Nationalrat: Opposition lässt kein gutes Haar an Budget 11.06.2026

Der österreichische Nationalrat debattierte das Doppelbudget für 2027 und 2028, wobei die Opposition erhebliche Kritik übte. FPÖ-Chef Kickl bezeichnete die Planung als falsch und basierend auf veralteten Wirtschaftsprognosen, warnte vor weiteren Belastungen durch Vermögens- und Erbschaftssteuern und bemängelte fehlendes Wirtschaftswachstum.

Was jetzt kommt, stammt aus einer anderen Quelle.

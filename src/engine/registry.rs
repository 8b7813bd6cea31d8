//! Healing action registry: the catalog of remediations the executor may run.
//!
//! Pure functions and static data — no DB or async dependencies.

use serde_json::Value;

use crate::db::models::{ActionType, HealingAction, HealingStat, RiskLevel};
use crate::error::AppError;

/// Static metadata for one action type.
#[derive(Debug, Clone, Copy)]
pub struct ActionSpec {
    pub action_type: ActionType,
    pub risk: RiskLevel,
    /// Baseline success estimate used until enough real outcomes accumulate.
    pub base_success_rate: f64,
    /// How many times the executor may re-run this action within one session.
    pub max_attempts: i64,
    /// Minimum spacing between two runs of this action on the same agent.
    pub cooldown_secs: i64,
    /// Safe to re-run when the previous outcome was lost (restart recovery).
    pub idempotent: bool,
    pub description: &'static str,
}

/// Outcomes below this sample size fall back to the baseline estimate.
pub const MIN_STAT_SAMPLES: i64 = 3;

const CATALOG: [ActionSpec; 7] = [
    ActionSpec {
        action_type: ActionType::Retry,
        risk: RiskLevel::Safe,
        base_success_rate: 0.70,
        max_attempts: 3,
        cooldown_secs: 60,
        idempotent: false,
        description: "Re-run the failed operation with exponential backoff",
    },
    ActionSpec {
        action_type: ActionType::RefreshConnection,
        risk: RiskLevel::Safe,
        base_success_rate: 0.80,
        max_attempts: 2,
        cooldown_secs: 120,
        idempotent: true,
        description: "Tear down and re-establish upstream connections",
    },
    ActionSpec {
        action_type: ActionType::ClearCache,
        risk: RiskLevel::Safe,
        base_success_rate: 0.60,
        max_attempts: 2,
        cooldown_secs: 300,
        idempotent: true,
        description: "Drop cached state that may have gone stale",
    },
    ActionSpec {
        action_type: ActionType::ResetState,
        risk: RiskLevel::Moderate,
        base_success_rate: 0.50,
        max_attempts: 1,
        cooldown_secs: 600,
        idempotent: true,
        description: "Reset the agent's working state to a known-good baseline",
    },
    ActionSpec {
        action_type: ActionType::UseFallback,
        risk: RiskLevel::Moderate,
        base_success_rate: 0.55,
        max_attempts: 2,
        cooldown_secs: 300,
        idempotent: true,
        description: "Route work through a fallback provider or capability",
    },
    ActionSpec {
        action_type: ActionType::NotifyAdmin,
        risk: RiskLevel::Safe,
        base_success_rate: 0.99,
        max_attempts: 3,
        cooldown_secs: 300,
        idempotent: true,
        description: "Alert a human operator with the diagnosis summary",
    },
    ActionSpec {
        action_type: ActionType::AutoRestart,
        risk: RiskLevel::Risky,
        base_success_rate: 0.75,
        max_attempts: 1,
        cooldown_secs: 900,
        idempotent: false,
        description: "Restart the agent process, losing in-flight work",
    },
];

pub fn spec(action_type: ActionType) -> &'static ActionSpec {
    // CATALOG covers every variant; the iterator always finds a match.
    CATALOG
        .iter()
        .find(|s| s.action_type == action_type)
        .unwrap_or(&CATALOG[0])
}

pub fn all_specs() -> &'static [ActionSpec] {
    &CATALOG
}

// ---------------------------------------------------------------------------
// Validation
// ---------------------------------------------------------------------------

/// Check an action's parameters against its schema.
///
/// The executor refuses to enqueue anything that fails here, so downstream
/// code can assume well-formed params.
pub fn validate(action: &HealingAction) -> Result<(), AppError> {
    let params = match &action.params {
        Value::Object(map) => map,
        Value::Null => {
            return required_params_present(action.action_type, None);
        }
        other => {
            return Err(AppError::validation(format!(
                "{} params must be a JSON object, got {}",
                action.action_type.as_str(),
                json_kind(other)
            )));
        }
    };

    match action.action_type {
        ActionType::Retry => {
            if let Some(v) = params.get("max_retries") {
                let n = as_int(v, "max_retries")?;
                if !(1..=10).contains(&n) {
                    return Err(AppError::validation(format!(
                        "max_retries must be between 1 and 10, got {n}"
                    )));
                }
            }
            let initial = opt_positive_int(params.get("initial_delay_ms"), "initial_delay_ms")?;
            let max = opt_positive_int(params.get("max_delay_ms"), "max_delay_ms")?;
            if let (Some(i), Some(m)) = (initial, max) {
                if m < i {
                    return Err(AppError::validation(
                        "max_delay_ms must be >= initial_delay_ms",
                    ));
                }
            }
            Ok(())
        }
        ActionType::RefreshConnection => opt_nonempty_str(params.get("target"), "target"),
        ActionType::ClearCache => opt_nonempty_str(params.get("scope"), "scope"),
        ActionType::ResetState => {
            let scope = require_str(params.get("scope"), "scope", action.action_type)?;
            match scope {
                "current_task" | "agent" | "all" => Ok(()),
                other => Err(AppError::validation(format!(
                    "reset_state scope must be current_task, agent, or all, got '{other}'"
                ))),
            }
        }
        ActionType::UseFallback => {
            let target =
                require_str(params.get("fallback_target"), "fallback_target", action.action_type)?;
            if target.is_empty() {
                return Err(AppError::validation("fallback_target must not be empty"));
            }
            Ok(())
        }
        ActionType::NotifyAdmin => {
            let message = require_str(params.get("message"), "message", action.action_type)?;
            if message.is_empty() {
                return Err(AppError::validation("message must not be empty"));
            }
            if let Some(v) = params.get("severity") {
                let s = as_str(v, "severity")?;
                if !matches!(s, "low" | "medium" | "high" | "critical") {
                    return Err(AppError::validation(format!(
                        "severity must be low, medium, high, or critical, got '{s}'"
                    )));
                }
            }
            Ok(())
        }
        ActionType::AutoRestart => {
            if let Some(v) = params.get("mode") {
                let mode = as_str(v, "mode")?;
                if !matches!(mode, "graceful" | "forced") {
                    return Err(AppError::validation(format!(
                        "auto_restart mode must be graceful or forced, got '{mode}'"
                    )));
                }
            }
            Ok(())
        }
    }
}

fn required_params_present(
    action_type: ActionType,
    _params: Option<&serde_json::Map<String, Value>>,
) -> Result<(), AppError> {
    // Null params are fine for actions whose fields are all optional.
    match action_type {
        ActionType::ResetState => Err(AppError::validation("reset_state requires a scope param")),
        ActionType::UseFallback => {
            Err(AppError::validation("use_fallback requires a fallback_target param"))
        }
        ActionType::NotifyAdmin => Err(AppError::validation("notify_admin requires a message param")),
        _ => Ok(()),
    }
}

ÖVP-Klubobmann Gödl verteidigte das Budget als notwendig, um das EU-Defizitverfahren zu verlassen und die Staatsfinanzen zu stabilisieren, und hob die Verhinderung von Erbschafts- und Vermögenssteuern hervor. SPÖ und NEOS verwiesen auf das von Vorgängerregierungen hinterlassene Budgetloch und kritisierten die mangelnden Sparvorschläge der Opposition, während die Grünen eine ungerechte Lastenverteilung bei der Konsolidierung beklagten und die Einbeziehung Superreicher forderten. Finanzminister Marterbauer wies die Kritik zurück und bezeichnete das Budget als gut.